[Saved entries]
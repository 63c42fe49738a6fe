use crate::output::print_json;
use anyhow::Context;
use clap::Subcommand;
use provision_core::config::{ProvisionConfig, WarnLevel};
use std::path::Path;

#[derive(Subcommand)]
pub enum ConfigSubcommand {
    /// Print the effective configuration
    Show,
    /// Check the configuration for mistakes
    Validate,
}

pub fn run(root: &Path, subcmd: ConfigSubcommand, json: bool) -> anyhow::Result<()> {
    match subcmd {
        ConfigSubcommand::Show => show(root, json),
        ConfigSubcommand::Validate => validate(root, json),
    }
}

fn show(root: &Path, json: bool) -> anyhow::Result<()> {
    let config = ProvisionConfig::load(root).context("failed to load config")?;
    if json {
        print_json(&config)?;
    } else {
        print!("{}", serde_yaml::to_string(&config)?);
    }
    Ok(())
}

fn validate(root: &Path, json: bool) -> anyhow::Result<()> {
    let config = ProvisionConfig::load(root).context("failed to load config")?;
    let warnings = config.validate();
    let errors = warnings
        .iter()
        .filter(|w| w.level == WarnLevel::Error)
        .count();

    if json {
        print_json(&serde_json::json!({
            "valid": errors == 0,
            "warnings": warnings,
        }))?;
    } else if warnings.is_empty() {
        println!("Config is valid.");
    } else {
        for w in &warnings {
            let label = match w.level {
                WarnLevel::Error => "error",
                WarnLevel::Warning => "warning",
            };
            println!("  {label}: {}", w.message);
        }
    }

    if errors > 0 {
        anyhow::bail!("config has {errors} error(s)");
    }
    Ok(())
}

What is required >> Repeat only what lies between the first line of the data and the line containing "the effective configuration", both of those lines included, exactly as it stands.

Solution for this problem >>
repository 63c42fe49738a6fe
use crate::output::print_json;
use anyhow::Context;
use clap::Subcommand;
use provision_core::config::{ProvisionConfig, WarnLevel};
use std::path::Path;

#[derive(Subcommand)]
pub enum ConfigSubcommand {
    /// Print the effective configuration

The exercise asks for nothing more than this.